Like me, many of us tend to think first of what we cannot do before taking a deep breath to consider what if any action we can realistically take. “If only I had the money, means, influence, power and control to do something,” I think to myself.
But over the years I’ve learnt to silence this voice of self-doubt because an invaluable lesson from my activism and advocacy journey, is that fixating on what I can’t do denies me the ability to see what it is I can do with the means, influence, money and/or control I have right now.
I have come to understand that I need to change the way I define taking action.
The situation in Tigray
But a few hours later, a friend — Naomi Campbell — who had watched the same report messaged me, asking that all important question: “What can we do to stop this?” Her words helped me clear the cobwebs from my head and shift my focus from what I couldn’t do to what I could.
Then things started moving quickly. I remember saying I knew the CNN reporter, Nima Elbagir, and I’d reach out to her. Within a couple of days of speaking with Nima, she’d introduced me to and I’d spoken with Dr Tedros, the incredible doctor helping the Tigrayan survivors of rape and sexual violence, about what real-time, on the ground support was needed to help these women at the refugee camps on the border of Sudan.
In addition to this, I had reached out to Members of Parliament to seek their assistance in raising this as an important issue, so that the UK government can put pressure on the Ethiopian government to end the genocide of Tigrayans. None of this could I have imagined when I was stuck in the numbness of what I can’t do.
Ordinary people, doing extraordinary things
If we accept that we are all global citizens co-existing with an ever-increasing global crisis of stark inequality, inhumanity and suffering, then we must acknowledge that real solutions can only come by active global citizenship.
It means we can’t treat injustice and atrocities as local or national issues but as global issues without borders. It means our ability to take action should not be limited to or defined by where we live, our ethnicity, nationality, wealth, physical ability or faith. It should be determined by who we are, the conviction for our cause and the courage to take action even when we are unsure we’ll succeed. In the words of Barack Obama: “A change is brought about because ordinary people do extraordinary things”.

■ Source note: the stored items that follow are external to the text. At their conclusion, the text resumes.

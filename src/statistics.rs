// Statistical tests for benchmark comparisons using aprender
//
// Wraps aprender's hypothesis tests with f64 in/out so report code never
// handles the f32 conversion. Effect sizes follow Cohen's conventional bands.

use anyhow::{Context, Result};
use serde::Serialize;
use std::fmt;

/// Result of a one-sample t-test
#[derive(Debug, Clone, Copy, Serialize)]
pub struct TTest {
    /// t-statistic value
    pub statistic: f64,
    /// Two-tailed p-value
    pub pvalue: f64,
    /// Degrees of freedom
    pub df: f64,
}

impl TTest {
    /// Whether the null hypothesis is rejected at `alpha`
    pub fn rejects(&self, alpha: f64) -> bool {
        self.pvalue < alpha
    }
}

/// Test whether the mean of `values` differs from `mu`
///
/// # Example
/// ```
/// use asbb_analysis::statistics::one_sample_ttest;
///
/// let ratios = [1.02, 0.98, 1.01, 0.99, 1.00];
/// let test = one_sample_ttest(&ratios, 1.0).unwrap();
/// assert!(!test.rejects(0.05));
/// ```
pub fn one_sample_ttest(values: &[f64], mu: f64) -> Result<TTest> {
    if values.len() < 2 {
        anyhow::bail!(
            "Need at least 2 samples for a one-sample t-test, got {}",
            values.len()
        );
    }

    let sample: Vec<f32> = values.iter().map(|&v| v as f32).collect();
    let result = aprender::stats::hypothesis::ttest_1samp(&sample, mu as f32)
        .map_err(|e| anyhow::anyhow!("{e}"))
        .context("Failed to compute one-sample t-test")?;

    Ok(TTest {
        statistic: f64::from(result.statistic),
        pvalue: f64::from(result.pvalue),
        df: f64::from(result.df),
    })
}

/// Pearson correlation over the pairs where both values are present
///
/// `None` when fewer than two complete pairs remain or either side has no
/// variance.
pub fn correlation(x: &[Option<f64>], y: &[Option<f64>]) -> Option<f64> {
    let (xs, ys): (Vec<f32>, Vec<f32>) = x
        .iter()
        .zip(y)
        .filter_map(|(a, b)| match (a, b) {
            (Some(a), Some(b)) if a.is_finite() && b.is_finite() => Some((*a as f32, *b as f32)),
            _ => None,
        })
        .unzip();
    if xs.len() < 2 {
        return None;
    }
    let r = aprender::stats::corr(
        &aprender::primitives::Vector::from_slice(&xs),
        &aprender::primitives::Vector::from_slice(&ys),
    )
    .ok()?;
    r.is_finite().then_some(f64::from(r))
}

/// Conventional interpretation of |d|
#[derive(Debug, Clone, Copy, PartialEq, Eq, Serialize)]
#[serde(rename_all = "lowercase")]
pub enum EffectSize {
    Negligible,
    Small,
    Medium,
    Large,
}

impl EffectSize {
    pub fn classify(d: f64) -> EffectSize {
        let d = d.abs();
        if d < 0.2 {
            EffectSize::Negligible
        } else if d < 0.5 {
            EffectSize::Small
        } else if d < 0.8 {
            EffectSize::Medium
        } else {
            EffectSize::Large
        }
    }
}

impl fmt::Display for EffectSize {
    fn fmt(&self, f: &mut fmt::Formatter<'_>) -> fmt::Result {
        f.write_str(match self {
            EffectSize::Negligible => "negligible",
            EffectSize::Small => "small",
            EffectSize::Medium => "medium",
            EffectSize::Large => "large",
        })
    }
}

/// Cohen's d of `treatment` over `control`, scaled by `std_dev`
///
/// Uses the treatment group's spread as a conservative pooled estimate.
/// Returns 0.0 when `std_dev` is not positive.
pub fn cohens_d(treatment: f64, control: f64, std_dev: f64) -> f64 {
    if std_dev > 0.0 {
        (treatment - control) / std_dev
    } else {
        0.0
    }
}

Experience has taught me that ‘extraordinary’ means different things for different people and that’s a good thing. From writing letters to the authorities; picking up a phone to make calls; taking a stand or refusing to be silent; donating time and/or money, or using your voice, skills and influence –all of these actions are extraordinary when one is intentional and resolute.
But here’s another important lesson I’ve learned: understand that you cannot do everything for everyone. I am a work in progress, learning to channel my rage in the direction where I can have most impact. Many times, this is behind the scenes because being visible is not as important as being impactful. So, I pick my battles — even in the face of other people’s expectations that I should do more. The arbiter of what I can or can’t do should always, ultimately, be me.

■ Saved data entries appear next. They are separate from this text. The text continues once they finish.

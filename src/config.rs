// Analysis configuration
//
// Every threshold the reports apply lives here so a study can retune them
// from a TOML file instead of editing code. Defaults reproduce the values the
// published findings were generated with.

use crate::analyses::publication::PublicationConfig;
use crate::predictor::PredictorConfig;
use crate::report::chart::ChartStyle;
use anyhow::{Context, Result};
use serde::{Deserialize, Serialize};
use std::fs;
use std::path::Path;

/// Configuration shared by all reports
///
/// # Example
/// ```
/// use asbb_analysis::config::AnalysisConfig;
///
/// let config = AnalysisConfig::default();
/// assert_eq!(config.baseline, "naive");
/// assert!(config.validate().is_ok());
/// ```
#[derive(Debug, Clone, Serialize, Deserialize)]
#[serde(default)]
pub struct AnalysisConfig {
    /// Configuration/backend name that marks the baseline in every group
    pub baseline: String,

    /// Portability ratios inside this band count as "transferred"
    ///
    /// Default: [0.8, 1.2] (within ±20%)
    pub portability_band: (f64, f64),

    /// Composition ratios inside this band count as multiplicative
    ///
    /// Default: [0.9, 1.1]
    pub composition_band: (f64, f64),

    /// Share of predictions within 20% error required for "HIGH" accuracy
    pub high_accuracy_share: f64,

    /// Significance level for hypothesis tests
    pub significance_level: f64,

    /// Repetitions per experiment in statistical batch runs
    pub repetitions: usize,

    /// Operations excluded from the complexity regression
    pub regression_exclude: Vec<String>,

    pub predictor: PredictorConfig,

    pub chart: ChartStyle,

    /// Measured I/O values for the publication figures
    pub publication: PublicationConfig,
}

impl Default for AnalysisConfig {
    fn default() -> Self {
        Self {
            baseline: "naive".to_string(),
            portability_band: (0.8, 1.2),
            composition_band: (0.9, 1.1),
            high_accuracy_share: 0.8,
            significance_level: 0.05,
            repetitions: 30,
            regression_exclude: vec!["reverse_complement".to_string()],
            predictor: PredictorConfig::default(),
            chart: ChartStyle::default(),
            publication: PublicationConfig::default(),
        }
    }
}

impl AnalysisConfig {
    /// Load configuration from a TOML file; omitted keys keep their defaults
    pub fn from_toml<P: AsRef<Path>>(path: P) -> Result<Self> {
        let content = fs::read_to_string(path.as_ref()).with_context(|| {
            format!("Failed to read config file: {}", path.as_ref().display())
        })?;
        let config: AnalysisConfig =
            toml::from_str(&content).with_context(|| "Failed to parse TOML analysis config")?;
        config
            .validate()
            .map_err(|e| anyhow::anyhow!("Invalid analysis config: {e}"))?;
        Ok(config)
    }

    /// Validate configuration parameters
    pub fn validate(&self) -> Result<(), String> {
        if self.baseline.trim().is_empty() {
            return Err("baseline must not be empty".to_string());
        }
        for (name, (lo, hi)) in [
            ("portability_band", self.portability_band),
            ("composition_band", self.composition_band),
        ] {
            if !(lo.is_finite() && hi.is_finite() && lo < hi) {
                return Err(format!("{name} must be a finite range with lo < hi, got ({lo}, {hi})"));
            }
        }
        if !(0.0..=1.0).contains(&self.high_accuracy_share) {
            return Err(format!(
                "high_accuracy_share must be in [0, 1], got {}",
                self.high_accuracy_share
            ));
        }
        if self.significance_level <= 0.0 || self.significance_level >= 1.0 {
            return Err(format!(
                "significance_level must be in (0, 1), got {}",
                self.significance_level
            ));
        }
        if self.repetitions == 0 {
            return Err("repetitions must be at least 1".to_string());
        }
        self.predictor.validate()?;
        self.chart.validate()?;
        self.publication.validate()?;
        Ok(())
    }

    pub fn in_portability_band(&self, ratio: f64) -> bool {
        self.portability_band.0 <= ratio && ratio <= self.portability_band.1
    }
}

I have learnt to recognise the signs of burnout: being desensitised from the constant exposure to ongoing atrocities and the numbness of helplessness. Whenever I feel this way, I know it is time for self-care so I stop, process what I am experiencing, take the time I need to care for my own heart and, as a woman of faith, I pray. It also helps me to talk through what I’m processing with loved ones because I need balance. Self-care helps me process how to give an outlet to my rage through action.
Anything that threatens the possibility of an equal quality of life and choice for some inevitably denies humanity to all.
We must snap out of our complacency and wilful ignorance; end our lazy media consumption and choose not to believe whatever you have been told — or tell yourself — that you cannot do.
Instead, we must have the courage of our convictions to fight for the changes we want — however small that change is. All the while remembering: there are no saviours here, just ordinary people doing extraordinary things.